Jesli chodzi o pielegnacje ciala to chyba tyle.
Przepraszam, ze to napisze, ale moze to cos komus pomoze. Jesli ktos pisze, ze smaruje dziecko "az" 2 razy na dzien jak ma fatalna skore to troche mnie to smieszy. Moje dziecko jak nie ma plamki na ciele to jest smarowane minimum 2 razy. 5-6 razy w ciagu dnia uwazam to za dobra pielegnacje, a mysle, ze wiecej nie zaszkodzi.
Jesli chodzi o srodki farmakologiczne to mala dostaje zyrtec 10 kropli dziennie. Byly proby z aeriusem, ale po nim nie spala-jest ta informacja na ulotce. Jak byla mala dostawala krople fenistil. Codziennie dostaje dicoflor 30. Jesli ma zaostrzony stan to podaje jej tez odrobine wapna w plynie. Oczywiscie pije NUTRAMIGEN (od poczatku 4 m-ca tylko na tym mleku).

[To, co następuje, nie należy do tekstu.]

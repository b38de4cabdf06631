//! Connection bootstrap for file and in-memory databases.
//!
//! # Invariants
//! - Returned connections have `foreign_keys=ON` and a 5 s busy timeout.
//! - Returned connections have every migration applied.

use super::migrations::apply_migrations;
use super::{DbError, DbResult};
use log::{error, info};
use rusqlite::Connection;
use std::path::Path;
use std::time::{Duration, Instant};

const BUSY_TIMEOUT: Duration = Duration::from_secs(5);

/// Opens (or creates) the notes database file and migrates it.
///
/// # Side effects
/// - Emits `db_open` events with duration and status.
pub fn open_db(path: impl AsRef<Path>) -> DbResult<Connection> {
    open_with("file", || Connection::open(path))
}

/// Opens a private in-memory database and migrates it.
pub fn open_db_in_memory() -> DbResult<Connection> {
    open_with("memory", Connection::open_in_memory)
}

fn open_with(
    mode: &'static str,
    connect: impl FnOnce() -> rusqlite::Result<Connection>,
) -> DbResult<Connection> {
    let started_at = Instant::now();
    info!("event=db_open module=db status=start mode={mode}");

    let result = connect()
        .map_err(DbError::from)
        .and_then(|mut conn| bootstrap_connection(&mut conn).map(|()| conn));

    match &result {
        Ok(_) => info!(
            "event=db_open module=db status=ok mode={mode} duration_ms={}",
            started_at.elapsed().as_millis()
        ),
        Err(err) => error!(
            "event=db_open module=db status=error mode={mode} duration_ms={} error={err}",
            started_at.elapsed().as_millis()
        ),
    }
    result
}

fn bootstrap_connection(conn: &mut Connection) -> DbResult<()> {
    conn.execute_batch("PRAGMA foreign_keys = ON;")?;
    conn.busy_timeout(BUSY_TIMEOUT)?;
    apply_migrations(conn)
}
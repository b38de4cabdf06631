//! Persistence collaborator contracts and implementations.
//!
//! # Responsibility
//! - Define the key-value store seam the note store writes through.
//! - Encode/decode the whole note collection as one blob under a fixed key.
//!
//! # Invariants
//! - Every write replaces the full blob; there are no partial updates.
//! - Decoding never masks a malformed blob as an empty collection.

pub mod kv_repo;
pub mod notes_blob;
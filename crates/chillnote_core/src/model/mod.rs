//! Domain model for the notes screen.
//!
//! # Responsibility
//! - Define the note record and the title-keyed collection persisted as one blob.
//! - Own title validation rules shared by every write path.
//!
//! # Invariants
//! - A note is identified by its title; titles are unique and never blank.
//! - Collection iteration order is insertion order.

pub mod note;
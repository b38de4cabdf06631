//! Notes screen session.
//!
//! # Responsibility
//! - Bind one `NoteStore` to one `EditorState`.
//! - Implement the screen actions (primary action, Clear, two-step delete).
//! - Project the state into a render-ready `ScreenView`.
//!
//! # Invariants
//! - Add is only reachable in `EditorMode::New`; Save only in `Editing`.
//! - Load failures are logged and swallowed; the session keeps its state.
//! - A failed blob write still applies the editor transition, because the
//!   in-memory collection already changed.

use crate::model::note::NoteValidationError;
use crate::repo::kv_repo::KeyValueStore;
use crate::repo::notes_blob::{LoadError, PersistError};
use crate::service::editor::{
    reduce, EditorEvent, EditorMode, EditorState, PrimaryAction, TransitionError,
};
use crate::service::note_store::{NoteStore, NoteStoreError};
use log::{debug, warn};
use std::error::Error;
use std::fmt::{Display, Formatter};

/// Which write the primary action (or `save`) performed.
#[derive(Debug, Clone, Copy, PartialEq, Eq)]
pub enum SubmitOutcome {
    Added,
    Saved,
    /// Save requested with nothing selected.
    Skipped,
}

/// Session-level failures.
#[derive(Debug)]
pub enum SessionError {
    /// Blocking user notice; nothing changed.
    Validation(NoteValidationError),
    /// Event not allowed in the current state; nothing changed.
    Transition(TransitionError),
    /// State changed in memory, but the blob write failed.
    Persist(PersistError),
}

impl SessionError {
    /// Notice to show the user, if this failure is user-visible at all.
    pub fn user_notice(&self) -> Option<&'static str> {
        match self {
            Self::Validation(err) => Some(err.notice_message()),
            Self::Transition(_) | Self::Persist(_) => None,
        }
    }
}

impl Display for SessionError {
    fn fmt(&self, f: &mut Formatter<'_>) -> std::fmt::Result {
        match self {
            Self::Validation(err) => write!(f, "{err}"),
            Self::Transition(err) => write!(f, "{err}"),
            Self::Persist(err) => write!(f, "{err}"),
        }
    }
}

impl Error for SessionError {
    fn source(&self) -> Option<&(dyn Error + 'static)> {
        match self {
            Self::Validation(err) => Some(err),
            Self::Transition(err) => Some(err),
            Self::Persist(err) => Some(err),
        }
    }
}

impl From<TransitionError> for SessionError {
    fn from(value: TransitionError) -> Self {
        Self::Transition(value)
    }
}

impl From<NoteStoreError> for SessionError {
    fn from(value: NoteStoreError) -> Self {
        match value {
            NoteStoreError::Validation(err) => Self::Validation(err),
            NoteStoreError::NotFound(title) => {
                Self::Transition(TransitionError::UnknownNote(title))
            }
            NoteStoreError::Persist(err) => Self::Persist(err),
        }
    }
}

/// Pending delete awaiting the user's answer.
#[derive(Debug, Clone, PartialEq, Eq)]
pub struct DeleteConfirmation {
    pub title: String,
    pub prompt: String,
}

impl DeleteConfirmation {
    pub const HEADING: &'static str = "Confirm Delete";

    pub fn for_title(title: impl Into<String>) -> Self {
        let title = title.into();
        let prompt = format!("Delete note \"{title}\"?");
        Self { title, prompt }
    }
}

/// One row of the note list.
#[derive(Debug, Clone, PartialEq, Eq)]
pub struct NoteListItem {
    pub title: String,
    pub selected: bool,
}

/// Everything the shell needs to draw the screen.
#[derive(Debug, Clone, PartialEq, Eq)]
pub struct ScreenView {
    /// Rows in collection order.
    pub items: Vec<NoteListItem>,
    pub title_draft: String,
    pub content_draft: String,
    pub title_editable: bool,
    pub primary_action: PrimaryAction,
    pub pending_delete: Option<DeleteConfirmation>,
}

/// One note screen over one key-value store.
pub struct NotesSession<S: KeyValueStore> {
    store: NoteStore<S>,
    editor: EditorState,
}

impl<S: KeyValueStore> NotesSession<S> {
    /// Creates a session without touching storage.
    pub fn new(kv: S) -> Self {
        Self {
            store: NoteStore::new(kv),
            editor: EditorState::new(),
        }
    }

    /// Creates a session and loads the persisted notes.
    ///
    /// A load failure is logged and the session starts empty.
    pub fn open(kv: S) -> Self {
        let mut session = Self::new(kv);
        if let Err(err) = session.store.load() {
            warn!("event=session_open module=session status=degraded error={err}");
        }
        session
    }

    /// Re-reads the persisted notes.
    ///
    /// On failure the in-memory notes and editor are left unchanged.
    pub fn reload(&mut self) -> Result<usize, LoadError> {
        let count = self.store.load()?;
        self.apply(EditorEvent::NotesReloaded);
        Ok(count)
    }

    pub fn store(&self) -> &NoteStore<S> {
        &self.store
    }

    pub fn editor(&self) -> &EditorState {
        &self.editor
    }

    pub fn select(&mut self, title: &str) -> Result<(), TransitionError> {
        self.dispatch(EditorEvent::Select(title.to_string()))
    }

    /// The Clear action: back to New with empty drafts.
    pub fn clear(&mut self) {
        self.apply(EditorEvent::ClearSelection);
    }

    pub fn edit_title(&mut self, text: impl Into<String>) -> Result<(), TransitionError> {
        self.dispatch(EditorEvent::EditTitleDraft(text.into()))
    }

    pub fn edit_content(&mut self, text: impl Into<String>) {
        self.apply(EditorEvent::EditContentDraft(text.into()));
    }

    /// Runs the primary action for the current mode.
    pub fn submit(&mut self) -> Result<SubmitOutcome, SessionError> {
        match self.editor.mode() {
            EditorMode::New => self.add(),
            EditorMode::Editing => self.save(),
        }
    }

    /// Adds a note from the drafts, then returns to New.
    pub fn add(&mut self) -> Result<SubmitOutcome, SessionError> {
        if self.editor.mode() != EditorMode::New {
            return Err(TransitionError::NoteSelected.into());
        }
        let written = self.store.add(
            self.editor.title_draft().to_string(),
            self.editor.content_draft().to_string(),
        );
        self.commit(written, EditorEvent::NoteAdded)?;
        Ok(SubmitOutcome::Added)
    }

    /// Saves the content draft into the selected note.
    ///
    /// Silently does nothing when no note is selected.
    pub fn save(&mut self) -> Result<SubmitOutcome, SessionError> {
        let Some(title) = self.editor.selection().map(str::to_string) else {
            debug!("event=note_save module=session status=skipped reason=no_selection");
            return Ok(SubmitOutcome::Skipped);
        };
        self.store
            .update(&title, self.editor.content_draft().to_string())?;
        Ok(SubmitOutcome::Saved)
    }

    /// First step of delete: remembers `title` and returns the prompt.
    pub fn request_delete(&mut self, title: &str) -> Result<DeleteConfirmation, TransitionError> {
        self.dispatch(EditorEvent::RequestDelete(title.to_string()))?;
        Ok(DeleteConfirmation::for_title(title))
    }

    /// Second step of delete. Returns `Ok(false)` when nothing was pending.
    pub fn confirm_delete(&mut self) -> Result<bool, SessionError> {
        let Some(title) = self.editor.pending_delete().map(str::to_string) else {
            return Ok(false);
        };
        let written = self.store.delete(&title);
        if let Err(NoteStoreError::NotFound(_)) = &written {
            self.apply(EditorEvent::CancelDelete);
        }
        self.commit(written, EditorEvent::NoteDeleted(title))?;
        Ok(true)
    }

    pub fn cancel_delete(&mut self) {
        self.apply(EditorEvent::CancelDelete);
    }

    pub fn view(&self) -> ScreenView {
        let selection = self.editor.selection();
        ScreenView {
            items: self
                .store
                .notes()
                .titles()
                .map(|title| NoteListItem {
                    title: title.to_string(),
                    selected: selection == Some(title),
                })
                .collect(),
            title_draft: self.editor.title_draft().to_string(),
            content_draft: self.editor.content_draft().to_string(),
            title_editable: self.editor.title_editable(),
            primary_action: self.editor.primary_action(),
            pending_delete: self
                .editor
                .pending_delete()
                .map(|title| DeleteConfirmation::for_title(title)),
        }
    }

    fn dispatch(&mut self, event: EditorEvent) -> Result<(), TransitionError> {
        self.editor = reduce(&self.editor, event, self.store.notes())?;
        Ok(())
    }

    // For events the reducer accepts in every state.
    fn apply(&mut self, event: EditorEvent) {
        if let Err(err) = self.dispatch(event) {
            debug!("event=editor_transition module=session status=rejected error={err}");
        }
    }

    // Applies `event` whenever the store mutation reached memory, then
    // surfaces the store result.
    fn commit(
        &mut self,
        written: Result<(), NoteStoreError>,
        event: EditorEvent,
    ) -> Result<(), SessionError> {
        let applied = match &written {
            Ok(()) => true,
            Err(err) => err.is_applied(),
        };
        if applied {
            self.dispatch(event)?;
        }
        written.map_err(SessionError::from)
    }
}
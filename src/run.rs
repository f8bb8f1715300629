// This file is part of vlfdcore, the device-interaction core for programming and clock-driving VLFD lab FPGA boards.
//
// Copyright 2025 The vlfdcore Authors
//
// SPDX-License-Identifier: GPL-3.0-only
//
// vlfdcore is free software: you can redistribute it and/or modify it under the terms of the GNU General Public License version 3, as published by the Free Software Foundation.
//
// vlfdcore is distributed in the hope that it will be useful, but WITHOUT ANY WARRANTY; without even the implied warranties of MERCHANTABILITY, SATISFACTORY QUALITY, or FITNESS FOR A PARTICULAR PURPOSE.  See the GNU General Public License for more details.
//
// You should have received a copy of the GNU General Public License along with this program.  If not, see http://www.gnu.org/licenses/.

//! The clocked run loop.
//!
//! While running, the [`RunController`] drives one write+read transaction
//! per clock period on a spawned task, so a slow or blocked device never
//! stalls command issuance. Commands reach the loop through shared atomics
//! and a watch channel; results leave it as events.
//!
//! Within one run, transactions are strictly sequential and ordered by tick
//! index; no two transactions are ever outstanding at once. The write word
//! has last-value-hold semantics: a tick that fires before fresh data was
//! supplied reuses the previous word, so the clock never stalls waiting for
//! the collaborator.

use crate::config::{DEFAULT_FREQUENCY_HZ, DEFAULT_WRITE_WORD, MAX_FREQUENCY_HZ};
use crate::error::{ConfigError, TransportError};
use crate::event::DeviceEvent;
use crate::transport::{Transport, Word};
use log::{error, info, trace, warn};
use std::sync::Arc;
use std::sync::atomic::{AtomicBool, AtomicU16, Ordering};
use std::time::Duration;
use tokio::sync::{Notify, mpsc, watch};
use tokio::time::Instant;

/// Drives the repeating tick loop against the transport.
pub struct RunController<T> {
    transport: Arc<tokio::sync::Mutex<T>>,
    events: mpsc::UnboundedSender<DeviceEvent>,
    period: watch::Sender<Duration>,
    write_word: Arc<AtomicU16>,
    running: Arc<AtomicBool>,
    stop_notify: Arc<Notify>,
}

impl<T: Transport> RunController<T> {
    pub(crate) fn new(
        transport: Arc<tokio::sync::Mutex<T>>,
        events: mpsc::UnboundedSender<DeviceEvent>,
    ) -> Self {
        let (period, _) = watch::channel(period_of(DEFAULT_FREQUENCY_HZ));
        RunController {
            transport,
            events,
            period,
            write_word: Arc::new(AtomicU16::new(DEFAULT_WRITE_WORD)),
            running: Arc::new(AtomicBool::new(false)),
            stop_notify: Arc::new(Notify::new()),
        }
    }

    /// Set the clock frequency in Hz.
    ///
    /// Zero and values beyond [`MAX_FREQUENCY_HZ`] are rejected at the
    /// boundary and never stored. When the loop is running, the new period
    /// takes effect from the next tick; the current tick is not
    /// interrupted.
    pub fn set_frequency(&self, hz: u32) -> Result<(), ConfigError> {
        if hz == 0 || hz > MAX_FREQUENCY_HZ {
            return Err(ConfigError::InvalidFrequency(hz));
        }
        info!("clock frequency set to {hz} Hz");
        self.period.send_replace(period_of(hz));
        Ok(())
    }

    /// The current tick period.
    pub fn period(&self) -> Duration {
        *self.period.borrow()
    }

    /// Cache the word to send on the next tick.
    pub fn supply_write_word(&self, word: Word) {
        self.write_word.store(word, Ordering::SeqCst);
    }

    /// Whether the tick loop is active.
    pub fn is_running(&self) -> bool {
        self.running.load(Ordering::SeqCst)
    }

    /// Begin the tick loop on a spawned task. No-op when already running.
    ///
    /// The program-before-run precondition is checked by the device facade,
    /// which is the only caller.
    pub fn start(&self) {
        if self.running.swap(true, Ordering::SeqCst) {
            trace!("start requested but run loop already active");
            return;
        }
        tokio::spawn(tick_loop(
            Arc::clone(&self.transport),
            self.events.clone(),
            self.period.subscribe(),
            Arc::clone(&self.write_word),
            Arc::clone(&self.running),
            Arc::clone(&self.stop_notify),
        ));
    }
}

impl<T> RunController<T> {
    /// Request cooperative termination of the tick loop.
    ///
    /// No further transactions are issued after the flag is observed; an
    /// in-flight transaction is allowed to finish rather than aborted, since
    /// an aborted exchange would leave the device half-transacted.
    pub fn stop(&self) {
        if self.running.swap(false, Ordering::SeqCst) {
            info!("run loop stop requested");
        }
        self.stop_notify.notify_waiters();
    }
}

fn period_of(hz: u32) -> Duration {
    Duration::from_secs(1) / hz
}

async fn tick_loop<T: Transport>(
    transport: Arc<tokio::sync::Mutex<T>>,
    events: mpsc::UnboundedSender<DeviceEvent>,
    mut period: watch::Receiver<Duration>,
    write_word: Arc<AtomicU16>,
    running: Arc<AtomicBool>,
    stop_notify: Arc<Notify>,
) {
    info!("run loop started");
    emit(&events, DeviceEvent::Started);
    let mut deadline = Instant::now() + *period.borrow_and_update();
    loop {
        if !running.load(Ordering::SeqCst) {
            break;
        }
        // Ahead of the tick, so the collaborator has a full period to
        // supply fresh data before the word is latched.
        emit(&events, DeviceEvent::WriteWordRequested);

        tokio::select! {
            _ = tokio::time::sleep_until(deadline) => {}
            _ = stop_notify.notified() => {}
        }
        if !running.load(Ordering::SeqCst) {
            break;
        }

        let word = write_word.load(Ordering::SeqCst);
        let result = {
            let mut link = transport.lock().await;
            link.transact(word).await
        };
        match result {
            Ok(read) => {
                trace!("tick: wrote 0x{word:04X}, read 0x{read:04X}");
                emit(
                    &events,
                    DeviceEvent::TransactionReady {
                        write_word: word,
                        read_word: read,
                    },
                );
            }
            Err(e @ TransportError::Disconnected) => {
                error!("{e}; run cannot continue");
                emit(
                    &events,
                    DeviceEvent::TransactionError {
                        message: e.to_string(),
                    },
                );
                running.store(false, Ordering::SeqCst);
                break;
            }
            Err(e) => {
                warn!("transaction failed, run continues: {e}");
                emit(
                    &events,
                    DeviceEvent::TransactionError {
                        message: e.to_string(),
                    },
                );
            }
        }
        // The schedule advances from the previous deadline, so transaction
        // latency is absorbed into the period rather than appended to it.
        // A transaction slower than the period shifts the schedule instead
        // of bursting to catch up.
        deadline = (deadline + *period.borrow_and_update()).max(Instant::now());
    }
    info!("run loop stopped");
    emit(&events, DeviceEvent::Stopped);
}

fn emit(events: &mpsc::UnboundedSender<DeviceEvent>, event: DeviceEvent) {
    if events.send(event).is_err() {
        warn!("event subscriber dropped; discarding run loop event");
    }
}

#[cfg(test)]
mod tests {
    use super::*;
    use crate::transport::loopback::LoopbackTransport;

    #[tokio::test]
    async fn zero_frequency_is_rejected() {
        let (events, _rx) = mpsc::unbounded_channel();
        let controller = RunController::new(
            Arc::new(tokio::sync::Mutex::new(LoopbackTransport::new())),
            events,
        );
        assert!(matches!(
            controller.set_frequency(0),
            Err(ConfigError::InvalidFrequency(0))
        ));
        // The rejected value was never stored.
        assert_eq!(controller.period(), period_of(DEFAULT_FREQUENCY_HZ));
    }

    #[tokio::test]
    async fn excessive_frequency_is_rejected() {
        let (events, _rx) = mpsc::unbounded_channel();
        let controller = RunController::new(
            Arc::new(tokio::sync::Mutex::new(LoopbackTransport::new())),
            events,
        );
        assert!(matches!(
            controller.set_frequency(MAX_FREQUENCY_HZ + 1),
            Err(ConfigError::InvalidFrequency(_))
        ));
        // The period never truncates to zero, so the loop cannot busy-spin.
        assert_eq!(controller.period(), period_of(DEFAULT_FREQUENCY_HZ));
        assert!(!period_of(MAX_FREQUENCY_HZ).is_zero());
    }

    #[tokio::test]
    async fn frequency_maps_to_period() {
        let (events, _rx) = mpsc::unbounded_channel();
        let controller = RunController::new(
            Arc::new(tokio::sync::Mutex::new(LoopbackTransport::new())),
            events,
        );
        controller.set_frequency(1000).unwrap();
        assert_eq!(controller.period(), Duration::from_millis(1));
    }
}
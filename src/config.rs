// This file is part of vlfdcore, the device-interaction core for programming and clock-driving VLFD lab FPGA boards.
//
// Copyright 2025 The vlfdcore Authors
//
// SPDX-License-Identifier: GPL-3.0-only
//
// vlfdcore is free software: you can redistribute it and/or modify it under the terms of the GNU General Public License version 3, as published by the Free Software Foundation.
//
// vlfdcore is distributed in the hope that it will be useful, but WITHOUT ANY WARRANTY; without even the implied warranties of MERCHANTABILITY, SATISFACTORY QUALITY, or FITNESS FOR A PARTICULAR PURPOSE.  See the GNU General Public License for more details.
//
// You should have received a copy of the GNU General Public License along with this program.  If not, see http://www.gnu.org/licenses/.

use crate::transport::Word;
use std::time::Duration;

/// The clock frequency used when a panel never configures one. 100 Hz keeps
/// a lab board visibly ticking without flooding slow USB links.
pub const DEFAULT_FREQUENCY_HZ: u32 = 100;

/// The write word used for ticks that fire before the first
/// `supply_write_word` call. All output pins low.
pub const DEFAULT_WRITE_WORD: Word = 0;

/// Upper bound accepted for the clock frequency. USB-attached VLFD boards
/// cannot sustain word transactions faster than this, and the bound keeps
/// the tick period from truncating to zero.
pub const MAX_FREQUENCY_HZ: u32 = 1_000_000;

/// Upper bound accepted for a bitstream image. VLFD boards carry small
/// FPGAs; anything larger than this is not a configuration image for them.
pub const MAX_BITSTREAM_LEN: usize = 8 * 1024 * 1024;

/// How long a single word transaction may take before it is failed with
/// `TransportError::Timeout`.
pub const TRANSACTION_TIMEOUT: Duration = Duration::from_millis(500);

/// How long a whole bitstream transfer may take before it is failed with
/// `TransportError::Timeout`.
pub const PROGRAMMING_TIMEOUT: Duration = Duration::from_secs(30);
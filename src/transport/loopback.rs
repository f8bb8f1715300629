// This file is part of vlfdcore, the device-interaction core for programming and clock-driving VLFD lab FPGA boards.
//
// Copyright 2025 The vlfdcore Authors
//
// SPDX-License-Identifier: GPL-3.0-only
//
// vlfdcore is free software: you can redistribute it and/or modify it under the terms of the GNU General Public License version 3, as published by the Free Software Foundation.
//
// vlfdcore is distributed in the hope that it will be useful, but WITHOUT ANY WARRANTY; without even the implied warranties of MERCHANTABILITY, SATISFACTORY QUALITY, or FITNESS FOR A PARTICULAR PURPOSE.  See the GNU General Public License for more details.
//
// You should have received a copy of the GNU General Public License along with this program.  If not, see http://www.gnu.org/licenses/.

//! A stand-in driver for development without a board attached.
//!
//! [`LoopbackTransport`] accepts any bitstream and answers every word
//! transaction with the word that was written, after a configurable
//! latency. It lets the rest of the application be exercised end to end
//! with no hardware present.

use crate::error::TransportError;
use crate::transport::{Transport, Word};
use log::trace;
use std::time::Duration;

/// Echoes every written word back as the read word.
#[derive(Debug)]
pub struct LoopbackTransport {
    latency: Duration,
}

impl LoopbackTransport {
    /// A loopback answering instantly.
    pub fn new() -> Self {
        LoopbackTransport {
            latency: Duration::ZERO,
        }
    }

    /// A loopback answering after `latency`, to mimic a slow link.
    pub fn with_latency(latency: Duration) -> Self {
        LoopbackTransport { latency }
    }
}

impl Default for LoopbackTransport {
    fn default() -> Self {
        Self::new()
    }
}

impl Transport for LoopbackTransport {
    async fn transact(&mut self, word: Word) -> Result<Word, TransportError> {
        if !self.latency.is_zero() {
            tokio::time::sleep(self.latency).await;
        }
        trace!("loopback transaction: 0x{word:04X}");
        Ok(word)
    }

    async fn send_bitstream(&mut self, image: &[u8]) -> Result<(), TransportError> {
        if !self.latency.is_zero() {
            tokio::time::sleep(self.latency).await;
        }
        trace!("loopback accepted bitstream of {} bytes", image.len());
        Ok(())
    }
}
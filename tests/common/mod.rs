// This file is part of vlfdcore, the device-interaction core for programming and clock-driving VLFD lab FPGA boards.
//
// Copyright 2025 The vlfdcore Authors
//
// SPDX-License-Identifier: GPL-3.0-only
//
// vlfdcore is free software: you can redistribute it and/or modify it under the terms of the GNU General Public License version 3, as published by the Free Software Foundation.
//
// vlfdcore is distributed in the hope that it will be useful, but WITHOUT ANY WARRANTY; without even the implied warranties of MERCHANTABILITY, SATISFACTORY QUALITY, or FITNESS FOR A PARTICULAR PURPOSE.  See the GNU General Public License for more details.
//
// You should have received a copy of the GNU General Public License along with this program.  If not, see http://www.gnu.org/licenses/.

//! Shared helpers for the integration tests: a scriptable transport and
//! notification-channel utilities.

use std::collections::VecDeque;
use std::sync::{Arc, Mutex};
use std::time::Duration;
use tokio::sync::mpsc;
use vlfdcore::error::TransportError;
use vlfdcore::event::{DeviceEvent, DeviceNotification};
use vlfdcore::transport::{Transport, Word};

/// What the scripted transport should do for one word transaction.
#[derive(Debug, Clone)]
pub enum TickOutcome {
    /// Answer with the given read word.
    Reply(Word),
    /// Fail the transaction with a timeout.
    Timeout,
    /// Fail the transaction with a disconnection.
    Disconnect,
}

/// A transport whose per-tick behavior is scripted by the test.
///
/// Every written word and every transferred image is recorded behind shared
/// handles, so tests can keep inspecting after the transport moves into the
/// device. When the tick script runs dry, the transport answers with the
/// bitwise complement of the written word, which keeps read words
/// distinguishable from write words.
pub struct ScriptedTransport {
    ticks: Arc<Mutex<VecDeque<TickOutcome>>>,
    written: Arc<Mutex<Vec<Word>>>,
    images: Arc<Mutex<Vec<Vec<u8>>>>,
    program_failure: Arc<Mutex<Option<TransportError>>>,
    program_delay: Duration,
}

impl ScriptedTransport {
    pub fn new() -> Self {
        ScriptedTransport {
            ticks: Arc::new(Mutex::new(VecDeque::new())),
            written: Arc::new(Mutex::new(Vec::new())),
            images: Arc::new(Mutex::new(Vec::new())),
            program_failure: Arc::new(Mutex::new(None)),
            program_delay: Duration::ZERO,
        }
    }

    /// Queue an outcome for the next unscripted transaction.
    pub fn push_tick(&self, outcome: TickOutcome) {
        self.ticks.lock().unwrap().push_back(outcome);
    }

    /// Make the next `send_bitstream` call fail with `failure`. One-shot; a
    /// retried transfer succeeds.
    pub fn fail_next_programming(&self, failure: TransportError) {
        *self.program_failure.lock().unwrap() = Some(failure);
    }

    /// Make every `send_bitstream` call take `delay` before completing.
    pub fn with_program_delay(mut self, delay: Duration) -> Self {
        self.program_delay = delay;
        self
    }

    /// Shared handle on the words written so far.
    pub fn written_handle(&self) -> Arc<Mutex<Vec<Word>>> {
        Arc::clone(&self.written)
    }

    /// Shared handle on the bitstream images transferred so far.
    pub fn images_handle(&self) -> Arc<Mutex<Vec<Vec<u8>>>> {
        Arc::clone(&self.images)
    }
}

impl Transport for ScriptedTransport {
    async fn transact(&mut self, word: Word) -> Result<Word, TransportError> {
        self.written.lock().unwrap().push(word);
        match self.ticks.lock().unwrap().pop_front() {
            None => Ok(!word),
            Some(TickOutcome::Reply(read)) => Ok(read),
            Some(TickOutcome::Timeout) => Err(TransportError::Timeout),
            Some(TickOutcome::Disconnect) => Err(TransportError::Disconnected),
        }
    }

    async fn send_bitstream(&mut self, image: &[u8]) -> Result<(), TransportError> {
        if !self.program_delay.is_zero() {
            tokio::time::sleep(self.program_delay).await;
        }
        if let Some(failure) = self.program_failure.lock().unwrap().take() {
            return Err(failure);
        }
        self.images.lock().unwrap().push(image.to_vec());
        Ok(())
    }
}

/// Guard bound for awaiting a notification that must arrive.
const NOTIFICATION_GUARD: Duration = Duration::from_secs(30);

/// Receive the next notification, panicking if none arrives within the
/// guard bound.
pub async fn next_notification(
    rx: &mut mpsc::UnboundedReceiver<DeviceNotification>,
) -> DeviceNotification {
    tokio::time::timeout(NOTIFICATION_GUARD, rx.recv())
        .await
        .expect("timed out waiting for a notification")
        .expect("notification channel closed")
}

/// Receive notifications until `pred` matches one, panicking if the guard
/// bound elapses first. Returns the matching notification.
pub async fn wait_for(
    rx: &mut mpsc::UnboundedReceiver<DeviceNotification>,
    mut pred: impl FnMut(&DeviceEvent) -> bool,
) -> DeviceNotification {
    loop {
        let notification = next_notification(rx).await;
        if pred(&notification.event) {
            return notification;
        }
    }
}

/// Install the test logger so `RUST_LOG` works in test runs.
pub fn init_logging() {
    let _ = env_logger::builder().is_test(true).try_init();
}

/// A small valid image for tests that do not care about its content.
pub fn test_bitstream() -> vlfdcore::program::Bitstream {
    vlfdcore::program::Bitstream::from_bytes(vec![0xAB; 16], std::path::Path::new("blinky.bit"))
        .expect("test bitstream must validate")
}

/// Build a device over `transport`, program it with a test image, and wait
/// for programming to complete.
pub async fn programmed_device(
    transport: ScriptedTransport,
) -> (
    vlfdcore::device::Device<vlfdcore::transport::TimedTransport<ScriptedTransport>>,
    mpsc::UnboundedReceiver<DeviceNotification>,
) {
    init_logging();
    let (device, mut rx) = vlfdcore::device::Device::new(transport);
    device
        .program_image(test_bitstream())
        .expect("programming must be accepted");
    let notification = wait_for(&mut rx, |e| matches!(e, DeviceEvent::ProgramSucceeded)).await;
    assert_eq!(notification.state, vlfdcore::event::DeviceState::Programmed);
    (device, rx)
}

Nastepna podstawa po pielegnacji srodkami nawilzajacymi i natluszczajacymi, bo polecam i jedno i drugie, to dieta, bardzo ostrozne wprowadzanie pokarmow.
Zrobilam Natalce testy alergiczne z krwi, ma to swoich zwolennikow i przeciwnikow. Nie wiem czy rzeczywiscie u tak malego dziecka sa one wiarygodne, ale co wyszlo: Bardzo duze uczulenie na siersc kota, mniejsze na konia i minimalne na roztocza. Te testy byly robione jak mala miala 3-4 m-ce. Jakie wnioski? Otoz w domu mielismy kota i materac z konskiego wlosia. Kot, przykro to mowic , ale sam sie wyeliminowal podczas marcowania a materaca oczywiscie sie pozbylismy. Wtedy poszedl w ruch odkurzacz wodny i szczerze mowiac widac bylo niewielki efekt, ale byl. Moze na to zlozylo sie kilka rzeczy-np pielegnacja, ale nie wazne, wazne ze bylo widac poprawe.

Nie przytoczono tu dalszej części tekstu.